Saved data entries
┌──

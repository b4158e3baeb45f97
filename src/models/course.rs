use serde::{Deserialize, Serialize};

#[derive(Debug, Clone, Copy, PartialEq, Eq, Serialize, Deserialize)]
#[serde(rename_all = "snake_case")]
pub enum UniversityType {
    Government,
    Private,
    SemiGovernment,
}

#[derive(Debug, Clone, PartialEq, Serialize, Deserialize)]
pub struct University {
    pub id: i64,
    pub name: String,
    #[serde(rename = "type")]
    pub kind: UniversityType,
}

#[derive(Debug, Clone, PartialEq, Serialize, Deserialize)]
pub struct Faculty {
    pub id: i64,
    pub name: String,
}

/// The single reconciled course shape used everywhere past the normalizer.
#[derive(Debug, Clone, PartialEq, Serialize, Deserialize)]
#[serde(rename_all = "camelCase")]
pub struct Course {
    pub id: i64,
    pub name: String,
    pub description: String,
    pub university: University,
    #[serde(skip_serializing_if = "Option::is_none")]
    pub faculty: Option<Faculty>,
    #[serde(default)]
    pub specialisations: Vec<String>,
    #[serde(skip_serializing_if = "Option::is_none")]
    pub course_code: Option<String>,
    #[serde(skip_serializing_if = "Option::is_none")]
    pub course_url: Option<String>,
    #[serde(skip_serializing_if = "Option::is_none")]
    pub duration_months: Option<u32>,
    #[serde(skip_serializing_if = "Option::is_none")]
    pub study_mode: Option<String>,
    #[serde(skip_serializing_if = "Option::is_none")]
    pub course_type: Option<String>,
    #[serde(skip_serializing_if = "Option::is_none")]
    pub fee_type: Option<String>,
    #[serde(skip_serializing_if = "Option::is_none")]
    pub fee_amount: Option<f64>,
}
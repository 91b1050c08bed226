//! Core types and traits for the littoral coastline model.
//!
//! This is the leaf crate with no internal dependencies. It defines the
//! vocabulary shared by every other crate in the workspace: identifiers,
//! transport directions, named numeric tolerances, error types and the
//! wave-climate collaborator interface.

#![deny(missing_docs)]
#![deny(rustdoc::broken_intra_doc_links)]
#![forbid(unsafe_code)]

pub mod error;
pub mod flow;
pub mod id;
pub mod tolerance;
pub mod wave;

pub use error::{StepError, TopologyError};
pub use flow::{FlowDirection, TransportDir};
pub use id::{CellPos, ChainId, NodeId, Timestep};
pub use wave::{WaveClimate, WaveConditions};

└──

— WORK REQUIRED —
Copy out every record exactly.

— RESULT OF THIS EXERCISE —
repository b4158e3baeb45f97
filename src/models/course.rs
use serde::{Deserialize, Serialize};

#[derive(Debug, Clone, Copy, PartialEq, Eq, Serialize, Deserialize)]
#[serde(rename_all = "snake_case")]
pub enum UniversityType {
    Government,
    Private,
    SemiGovernment,
}

#[derive(Debug, Clone, PartialEq, Serialize, Deserialize)]
pub struct University {
    pub id: i64,
    pub name: String,
    #[serde(rename = "type")]
    pub kind: UniversityType,
}

#[derive(Debug, Clone, PartialEq, Serialize, Deserialize)]
pub struct Faculty {
    pub id: i64,
    pub name: String,
}

/// The single reconciled course shape used everywhere past the normalizer.
#[derive(Debug, Clone, PartialEq, Serialize, Deserialize)]
#[serde(rename_all = "camelCase")]
pub struct Course {
    pub id: i64,
    pub name: String,
    pub description: String,
    pub university: University,
    #[serde(skip_serializing_if = "Option::is_none")]
    pub faculty: Option<Faculty>,
    #[serde(default)]
    pub specialisations: Vec<String>,
    #[serde(skip_serializing_if = "Option::is_none")]
    pub course_code: Option<String>,
    #[serde(skip_serializing_if = "Option::is_none")]
    pub course_url: Option<String>,
    #[serde(skip_serializing_if = "Option::is_none")]
    pub duration_months: Option<u32>,
    #[serde(skip_serializing_if = "Option::is_none")]
    pub study_mode: Option<String>,
    #[serde(skip_serializing_if = "Option::is_none")]
    pub course_type: Option<String>,
    #[serde(skip_serializing_if = "Option::is_none")]
    pub fee_type: Option<String>,
    #[serde(skip_serializing_if = "Option::is_none")]
    pub fee_amount: Option<f64>,
}
repository 91b1050c08bed226
//! Core types and traits for the littoral coastline model.
//!
//! This is the leaf crate with no internal dependencies. It defines the
//! vocabulary shared by every other crate in the workspace: identifiers,
//! transport directions, named numeric tolerances, error types and the
//! wave-climate collaborator interface.

#![deny(missing_docs)]
#![deny(rustdoc::broken_intra_doc_links)]
#![forbid(unsafe_code)]

pub mod error;
pub mod flow;
pub mod id;
pub mod tolerance;
pub mod wave;

pub use error::{StepError, TopologyError};
pub use flow::{FlowDirection, TransportDir};
pub use id::{CellPos, ChainId, NodeId, Timestep};
pub use wave::{WaveClimate, WaveConditions};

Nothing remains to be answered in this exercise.